◆ **RECORDS SHOWN**

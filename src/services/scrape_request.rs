//! 远程请求契约 - 业务能力层
//!
//! 每种外部服务实现一次 [`ScrapeRequest`]：
//! - `fingerprint()` 纯计算，不做 I/O
//! - `in_cache()` 委托给注入的缓存
//! - `run()` 完成全部网络交互并返回结构化结果
//!
//! [`ScrapeContext`] 持有所有变体共享的能力（HTTP 客户端、缓存、轮询参数、服务地址）。

use std::sync::Arc;
use std::time::Duration;

use async_trait::async_trait;
use serde_json::{Map, Value as JsonValue};
use tracing::{debug, info};

use crate::config::Config;
use crate::error::{ScrapeError, ScrapeResult};
use crate::infrastructure::cache::ResponseCache;
use crate::infrastructure::http::{Fingerprint, HttpClient, HttpRequest, HttpResponse};

/// 变体返回的结构化结果
pub type ScrapeOutput = Map<String, JsonValue>;

/// 一个远程任务
#[async_trait]
pub trait ScrapeRequest: Send + Sync {
    /// 变体名称
    fn name(&self) -> &'static str;

    /// 请求指纹（缓存键）
    fn fingerprint(&self) -> Fingerprint;

    /// 注入的缓存
    fn cache(&self) -> &dyn ResponseCache;

    /// 相同请求是否已有缓存的答案
    fn in_cache(&self) -> bool {
        self.cache().has(&self.fingerprint())
    }

    /// 删除本请求的缓存条目
    fn invalidate_cache(&self) -> bool {
        self.cache().invalidate(&self.fingerprint())
    }

    /// 出现该错误后，是否删除本请求的缓存条目
    ///
    /// 默认按错误分类判断。缓存条目在失败后仍然有效的变体（例如已提交、
    /// 仍在运行的远程任务）可以覆盖此方法。
    fn invalidate_on(&self, error: &ScrapeError) -> bool {
        error.poisons_cache()
    }

    /// 执行请求并解析结果
    async fn run(&self) -> ScrapeResult<ScrapeOutput>;
}

/// 轮询参数
#[derive(Debug, Clone, Copy)]
pub struct PollSettings {
    /// 两次检查之间的间隔
    pub interval: Duration,
    /// 最多检查次数
    pub max_retries: u32,
}

impl Default for PollSettings {
    fn default() -> Self {
        Self {
            interval: Duration::from_secs(30),
            max_retries: 3,
        }
    }
}

/// 外部服务地址
#[derive(Debug, Clone)]
pub struct Endpoints {
    pub crispor: String,
    pub crispresso: String,
    pub tagin: String,
}

impl Default for Endpoints {
    fn default() -> Self {
        let config = Config::default();
        Self {
            crispor: config.crispor_base_url,
            crispresso: config.crispresso_base_url,
            tagin: config.tagin_base_url,
        }
    }
}

/// 变体共享的能力
#[derive(Clone)]
pub struct ScrapeContext {
    pub client: Arc<dyn HttpClient>,
    pub cache: Arc<dyn ResponseCache>,
    pub cache_ttl: Duration,
    pub poll: PollSettings,
    pub endpoints: Endpoints,
    /// CRISPResso 表单要求的邮箱
    pub notify_email: String,
}

impl ScrapeContext {
    /// 使用默认参数创建
    pub fn new(client: Arc<dyn HttpClient>, cache: Arc<dyn ResponseCache>) -> Self {
        let config = Config::default();
        Self::from_config(&config, client, cache)
    }

    pub fn from_config(
        config: &Config,
        client: Arc<dyn HttpClient>,
        cache: Arc<dyn ResponseCache>,
    ) -> Self {
        Self {
            client,
            cache,
            cache_ttl: config.cache_ttl(),
            poll: PollSettings {
                interval: config.poll_interval(),
                max_retries: config.poll_max_retries,
            },
            endpoints: Endpoints {
                crispor: config.crispor_base_url.clone(),
                crispresso: config.crispresso_base_url.clone(),
                tagin: config.tagin_base_url.clone(),
            },
            notify_email: config.notify_email.clone(),
        }
    }

    pub fn with_poll(mut self, poll: PollSettings) -> Self {
        self.poll = poll;
        self
    }

    pub fn with_endpoints(mut self, endpoints: Endpoints) -> Self {
        self.endpoints = endpoints;
        self
    }

    /// 发送请求，不经过缓存
    pub async fn fetch(&self, request: &HttpRequest) -> ScrapeResult<HttpResponse> {
        info!("{} request to: {}", request.method.as_str(), request.url);
        self.client.send(request).await?.error_for_status()
    }

    /// 先查缓存，未命中时发送请求并写入缓存
    pub async fn fetch_cached(&self, request: &HttpRequest) -> ScrapeResult<HttpResponse> {
        let key = request.fingerprint();
        self.fetch_cached_as(&key, request).await
    }

    /// 以指定的键缓存请求的响应
    ///
    /// 多步会话中，最终页面缓存在用户关心的那一步的指纹下。
    pub async fn fetch_cached_as(
        &self,
        key: &Fingerprint,
        request: &HttpRequest,
    ) -> ScrapeResult<HttpResponse> {
        if let Some(cached) = self.cache.get(key) {
            debug!("缓存命中: {} {}", request.url, key);
            return Ok(cached);
        }
        let response = self.fetch(request).await?;
        self.cache.put(key, &response, self.cache_ttl);
        Ok(response)
    }

    /// 读取缓存中指定键的响应
    pub fn cached(&self, key: &Fingerprint) -> Option<HttpResponse> {
        self.cache.get(key)
    }

    /// 写入缓存
    pub fn store(&self, key: &Fingerprint, response: &HttpResponse) {
        self.cache.put(key, response, self.cache_ttl);
    }
}

/// 读取第 `i` 个位置参数，缺失或为空时使用默认值
pub(crate) fn arg_or(args: &[String], i: usize, default: &str) -> String {
    args.get(i)
        .filter(|v| !v.is_empty())
        .cloned()
        .unwrap_or_else(|| default.to_string())
}

/// 读取必填的位置参数
pub(crate) fn required_arg(args: &[String], i: usize, name: &str, variant: &str) -> ScrapeResult<String> {
    args.get(i)
        .filter(|v| !v.trim().is_empty())
        .cloned()
        .ok_or_else(|| {
            ScrapeError::invalid_input(format!("{}: missing argument '{}'", variant, name))
        })
}

/// 以 `(key, value)` 列表构建 JSON 对象，保持顺序
pub(crate) fn ordered_object<I, K, V>(items: I) -> JsonValue
where
    I: IntoIterator<Item = (K, V)>,
    K: Into<String>,
    V: Into<JsonValue>,
{
    let mut map = Map::new();
    for (k, v) in items {
        map.insert(k.into(), v.into());
    }
    JsonValue::Object(map)
}

/// URL 查询参数编码（保留 RFC 3986 非保留字符）
pub(crate) fn percent_encode(value: &str) -> String {
    let mut out = String::with_capacity(value.len());
    for byte in value.bytes() {
        match byte {
            b'A'..=b'Z' | b'a'..=b'z' | b'0'..=b'9' | b'-' | b'_' | b'.' | b'~' | b'/' => {
                out.push(byte as char)
            }
            _ => out.push_str(&format!("%{:02X}", byte)),
        }
    }
    out
}

#[cfg(test)]
mod tests {
    use super::*;
    use crate::infrastructure::cache::MemoryCache;
    use crate::infrastructure::http::{HttpMethod, MockHttpClient};

    #[test]
    fn percent_encode_escapes_plus() {
        assert_eq!(percent_encode("s185+"), "s185%2B");
        assert_eq!(percent_encode("a b/c"), "a%20b/c");
    }

    #[test]
    fn missing_argument_is_invalid_input() {
        let args = vec!["".to_string()];
        let err = required_arg(&args, 0, "seq", "crispor_guide").unwrap_err();
        assert_eq!(err.kind(), "invalid_input");
        assert_eq!(arg_or(&args, 0, "hg38"), "hg38");
        assert_eq!(arg_or(&args, 3, "NGG"), "NGG");
    }

    #[tokio::test]
    async fn cached_fetch_hits_network_once() {
        let mock = MockHttpClient::new();
        mock.add_response(HttpMethod::Get, "http://x/page", Ok(HttpResponse::ok("http://x/page", "<p>hi</p>")));
        let ctx = ScrapeContext::new(Arc::new(mock.clone()), Arc::new(MemoryCache::new()));

        let request = HttpRequest::get("http://x/page");
        let first = ctx.fetch_cached(&request).await.unwrap();
        let second = ctx.fetch_cached(&request).await.unwrap();
        assert_eq!(first, second);
        assert_eq!(mock.call_count(), 1);
    }

    #[tokio::test]
    async fn error_status_is_not_cached() {
        let mock = MockHttpClient::new();
        mock.add_sticky_response(
            HttpMethod::Get,
            "http://x/down",
            Ok(HttpResponse {
                status: 502,
                ..HttpResponse::ok("http://x/down", "bad gateway")
            }),
        );
        let cache = Arc::new(MemoryCache::new());
        let ctx = ScrapeContext::new(Arc::new(mock), cache.clone());

        assert!(ctx.fetch_cached(&HttpRequest::get("http://x/down")).await.is_err());
        assert!(cache.is_empty());
    }
}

◆ **ACTION ITEM**
From the entries above, select each line containing the string "JsonValue".

◆ **WORKED SOLUTION**
use serde_json::{Map, Value as JsonValue};
pub type ScrapeOutput = Map<String, JsonValue>;
pub(crate) fn ordered_object<I, K, V>(items: I) -> JsonValue
    V: Into<JsonValue>,
    JsonValue::Object(map)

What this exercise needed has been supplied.